Dalle risposte ottenute dal questionario somministrato agli operatori, emerge che la categoria degli igienisti dentali non ha un alto rischio di burnout.

Oggi il burnout rappresenta un rischio elevato per ogni contesto lavorativo: i costi economici, la produttività ridotta, i problemi di salute e il generale declino della qualità della vita personale o lavorativa, sono un prezzo troppo alto da pagare.

È dunque consigliabile l’adozione di un approccio preventivo per affrontare tale problematica.

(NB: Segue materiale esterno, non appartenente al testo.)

//! Producer/consumer span correlation across the publish/subscribe boundary.
//!
//! ## Flow
//!
//! ```text
//!  publish:  parent cx ─▶ start "<system>.produce" ─▶ inject traceparent ─▶ headers
//!                                       └─ send outcome ─▶ message id, partition, status ─▶ end
//!
//!  receive:  headers ─▶ extract parent ─▶ start "<system>.consume" ─▶ handler runs in cx
//!                                       └─ handler outcome ─▶ status ─▶ end
//! ```
//!
//! Without a configured tracer every `start_*` call returns `None` and every
//! `finish_*` call accepts `None`, so call sites never branch on tracing.

use opentelemetry::global::{self, BoxedTracer};
use opentelemetry::propagation::TextMapPropagator;
use opentelemetry::trace::{SpanKind, Status, TraceContextExt, Tracer};
use opentelemetry::{Context, KeyValue};
use opentelemetry_sdk::propagation::TraceContextPropagator;
use unibus_telemetry::{HeaderExtractor, HeaderInjector};

use crate::domain::{BrokerError, Headers, SendReceipt, TracerOptions};

pub const MESSAGING_SYSTEM: &str = "messaging.system";
pub const MESSAGING_DESTINATION: &str = "messaging.destination.name";
pub const MESSAGING_OPERATION: &str = "messaging.operation";
pub const MESSAGING_MESSAGE_ID: &str = "messaging.message.id";
pub const MESSAGING_PARTITION: &str = "messaging.destination.partition.id";

/// A started span, carried as the context that holds it.
#[derive(Debug, Clone)]
pub struct MessageSpan {
    cx: Context,
}

impl MessageSpan {
    #[must_use]
    pub fn context(&self) -> &Context {
        &self.cx
    }
}

/// Span and header-propagation helper for one messaging system.
pub struct TracingBridge {
    system: &'static str,
    tracer: Option<BoxedTracer>,
    propagator: TraceContextPropagator,
}

impl TracingBridge {
    /// Enabled when `options` names a tracer from the global provider.
    pub fn new(system: &'static str, options: Option<&TracerOptions>) -> Self {
        Self {
            system,
            tracer: options.map(|o| global::tracer(o.tracer_name.clone())),
            propagator: TraceContextPropagator::new(),
        }
    }

    pub fn disabled(system: &'static str) -> Self {
        Self::new(system, None)
    }

    #[must_use]
    pub fn is_enabled(&self) -> bool {
        self.tracer.is_some()
    }

    #[must_use]
    pub fn system(&self) -> &'static str {
        self.system
    }

    /// Start a producer span and inject its context into `headers`.
    pub fn start_producer_span(
        &self,
        topic: &str,
        headers: &mut Headers,
        parent: Option<&Context>,
    ) -> Option<MessageSpan> {
        let tracer = self.tracer.as_ref()?;
        let parent_cx = parent.cloned().unwrap_or_else(Context::current);

        let span = tracer
            .span_builder(format!("{}.produce", self.system))
            .with_kind(SpanKind::Producer)
            .with_attributes(vec![
                KeyValue::new(MESSAGING_SYSTEM, self.system),
                KeyValue::new(MESSAGING_DESTINATION, topic.to_string()),
                KeyValue::new(MESSAGING_OPERATION, "publish"),
            ])
            .start_with_context(tracer, &parent_cx);

        let cx = parent_cx.with_span(span);
        self.propagator
            .inject_context(&cx, &mut HeaderInjector(headers));
        Some(MessageSpan { cx })
    }

    /// Attach the send outcome and end the span.
    pub fn finish_producer_span(
        &self,
        span: Option<MessageSpan>,
        outcome: Result<&SendReceipt, &BrokerError>,
    ) {
        let Some(span) = span else {
            return;
        };
        let active = span.cx.span();
        match outcome {
            Ok(receipt) => {
                active.set_attribute(KeyValue::new(
                    MESSAGING_MESSAGE_ID,
                    receipt.message_id.clone(),
                ));
                if let Some(partition) = receipt.partition {
                    active.set_attribute(KeyValue::new(MESSAGING_PARTITION, i64::from(partition)));
                }
                active.set_status(Status::Ok);
            }
            Err(err) => active.set_status(Status::error(err.to_string())),
        }
        active.end();
    }

    /// Context carried by `headers`, or an empty context.
    #[must_use]
    pub fn extract(&self, headers: &Headers) -> Context {
        self.propagator.extract(&HeaderExtractor(headers))
    }

    /// Start a consumer span as a child of the context in `headers`.
    pub fn start_consumer_span(
        &self,
        topic: &str,
        headers: &Headers,
        message_id: Option<&str>,
        partition: Option<i32>,
    ) -> Option<MessageSpan> {
        let tracer = self.tracer.as_ref()?;
        let parent_cx = self.extract(headers);

        let mut attributes = vec![
            KeyValue::new(MESSAGING_SYSTEM, self.system),
            KeyValue::new(MESSAGING_DESTINATION, topic.to_string()),
            KeyValue::new(MESSAGING_OPERATION, "receive"),
        ];
        if let Some(id) = message_id {
            attributes.push(KeyValue::new(MESSAGING_MESSAGE_ID, id.to_string()));
        }
        if let Some(partition) = partition {
            attributes.push(KeyValue::new(MESSAGING_PARTITION, i64::from(partition)));
        }

        let span = tracer
            .span_builder(format!("{}.consume", self.system))
            .with_kind(SpanKind::Consumer)
            .with_attributes(attributes)
            .start_with_context(tracer, &parent_cx);

        Some(MessageSpan {
            cx: parent_cx.with_span(span),
        })
    }

    /// Record the handler outcome and end the span.
    pub fn finish_consumer_span(&self, span: Option<MessageSpan>, error: Option<&BrokerError>) {
        let Some(span) = span else {
            return;
        };
        let active = span.cx.span();
        match error {
            Some(err) => active.set_status(Status::error(err.to_string())),
            None => active.set_status(Status::Ok),
        }
        active.end();
    }
}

In letteratura (10, 11) figurano molte strategie per la prevenzione del burnout che si focalizzano sia sull’individuo sia sul luogo di lavoro.

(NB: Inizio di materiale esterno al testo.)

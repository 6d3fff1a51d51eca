//! The broker contract every adapter implements.

use std::future::Future;
use std::sync::Arc;

use async_trait::async_trait;
use serde::de::DeserializeOwned;
use serde::Serialize;

use super::handler::{typed_handler, Handler, TypedEvent};
use crate::domain::{
    binder, Binder, BrokerError, BrokerOptions, ConnectionState, Payload, PublishOptions,
    SubscribeOptions,
};
use crate::subscriber::Subscriber;

/// Uniform publish/subscribe contract over one backend.
///
/// ## Lifecycle
///
/// `init` (optional, only while disconnected) → `connect` → any number of
/// `publish`/`subscribe` → `disconnect`. `connect` and `disconnect` are
/// idempotent.
#[async_trait]
pub trait Broker: Send + Sync {
    /// Backend label, e.g. `kafka`.
    fn name(&self) -> &'static str;

    /// Configured addresses, or the backend default.
    fn address(&self) -> String;

    /// Snapshot of the applied options.
    fn options(&self) -> BrokerOptions;

    fn connection_state(&self) -> ConnectionState;

    /// Validate and apply options. Fails while connected.
    async fn init(&self, options: BrokerOptions) -> Result<(), BrokerError>;

    async fn connect(&self) -> Result<(), BrokerError>;

    /// Tear down subscriptions, producers and sessions; failures are collected.
    async fn disconnect(&self) -> Result<(), BrokerError>;

    async fn publish(
        &self,
        topic: &str,
        payload: Payload,
        options: PublishOptions,
    ) -> Result<(), BrokerError>;

    /// Start a receive loop; without a binder handlers see raw bytes.
    async fn subscribe(
        &self,
        topic: &str,
        handler: Arc<dyn Handler>,
        binder: Option<Binder>,
        options: SubscribeOptions,
    ) -> Result<Subscriber, BrokerError>;
}

/// Typed conveniences available on every broker.
#[async_trait]
pub trait BrokerExt: Broker {
    /// Publish any serializable value through the configured codec.
    async fn publish_value<T>(
        &self,
        topic: &str,
        value: &T,
        options: PublishOptions,
    ) -> Result<(), BrokerError>
    where
        T: Serialize + Sync + ?Sized,
    {
        let payload = Payload::from_value(value)?;
        self.publish(topic, payload, options).await
    }

    /// Subscribe a closure that receives values decoded as `T`.
    async fn subscribe_typed<T, F, Fut>(
        &self,
        topic: &str,
        f: F,
        options: SubscribeOptions,
    ) -> Result<Subscriber, BrokerError>
    where
        T: DeserializeOwned + Send + Sync + 'static,
        F: Fn(TypedEvent<T>) -> Fut + Send + Sync + 'static,
        Fut: Future<Output = Result<(), BrokerError>> + Send + 'static,
    {
        self.subscribe(topic, typed_handler(f), Some(binder::<T>()), options)
            .await
    }
}

impl<B: Broker + ?Sized> BrokerExt for B {}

Il modo migliore per prevenire il burnout è sicuramente quello di puntare sulla promozione dell’impegno nel lavoro. Per fare questo, non basta semplicemente ridurre gli aspetti negativi presenti sul posto di lavoro, ma è necessario anche tentare di aumentare quelli positivi. Le strategie per incrementare l’impegno sono quelle che accrescono il coinvolgimento degli operatori, permettendo loro di affermarsi tra i colleghi, di acquisire un’autonomia lavorativa e decisionale e offrendo loro un’organizzazione del lavoro chiara e coerente.

Ringraziamenti

Questo lavoro è stato realizzato grazie alla collaborazione dell’Associazione Igienisti Dentali Italiani AIDI.

Bibliografia:
  1. Maslach C. Burnout, the cost of caring. New York: Prentice Hall Press; 2003.
  2. Bellani, ML, Orrù W. La sindrome del burnout. In: Bellani ML, Morasso G, Amadori D et al. Psiconcologia. Milano : Masson; 2002.
  3. Sanfilippo F, Noto A, Foresta G, Santonocito C, Palumbo GJ, Arcadipane A, Maybauer DM, Maybauer MO. Incidence and factors associated with burnout in anesthesiology: a systematic review. Biomed Res Int 2017;2017:8648925. Epub 2017 Nov 28.
  4. Maslach C, Leiter MP. Burnout e organizzazione. Modificare i fattori strutturali della demotivazione al lavoro. Trento: Ed. Erickson; 2002.
  5. Mattei A, Fiasca F, Mazzei M, Abbossida V, Bianchini V. Burnout among healthcare workers at L’Aquila: its prevalence and associated factors. Psychol Health Med 2017 Dec;22(10):1262-1270.
  6. Parola V, Coelho A, Cardoso D, Sandgren A, Apóstolo J. Prevalence of burnout in health professionals working in palliative care: a systematic review protocol. JBI Database of Systematic Reviews and Implementation Reports 2017;15(7):1905-1933.
  7. Arrigoni C, Caruso R, Campanella F, Berzolari FG, Miazza D, Pelissero G. Investigating burnout situations, nurses’ stress perception and effect of a post-graduate education program in health care organizations of northern Italy: a multicenter study. G Ital Med Lav Ergon 2015 Jan-Mar;37(1):39-45.
  8. Maslach C, Jackson S. MBI. Maslach Burnout Inventory. Firenze: Ed Organizzazioni Speciali; 1993.
  9. Schaufeli WB, Leiter MP, Maslach C, Jackson SE. The Maslach Burnout Inventory-General Survey. In: Maslach C, Jackson SE, Leiter MP, editors. Maslach Burnout Inventory Manual (3rd ed) Palo Alto: Consulting Psycologists Press; 1996.
  10. Nesci DA, Poliseno TA, Comazzi A. Interventi di supporto per gli operatori. In Bellani ML, Morasso G, Amadori D. Psiconcologia. Milano: Masson; 2002.
  11. Payne R, Firth-Cozens J. Stress in Health Professionals. New York: Wiley; 1999.
  12. Maslach C. La sindrome del burnout. II edizione. Assisi: Cittadella editrice; 1997.
  13. Bonino S. Psicologia per la salute. Milano: Casa Editrice Ambrosiana; 1988.
  14. Burisch M. Burnout. Psicologia contemporanea 1995; 127: 34-41.
  15. Tremolada M, Schiavo S, Tison T, Sormano E, De Silvestro G, Marson P, Pierelli L. Stress, Burnout, and job satisfaction in 470 health professionals in 98 apheresis units in Italy: A SIdEM Collaborative Study. J Clinical Apheresis 2015;30:297–304.
  16. Camerino D, Cassitto MG, Gugiari MC, Conway PM. Burnout: survey of the literature. Med Lav 2013 Nov-Dec;104(6):411-27.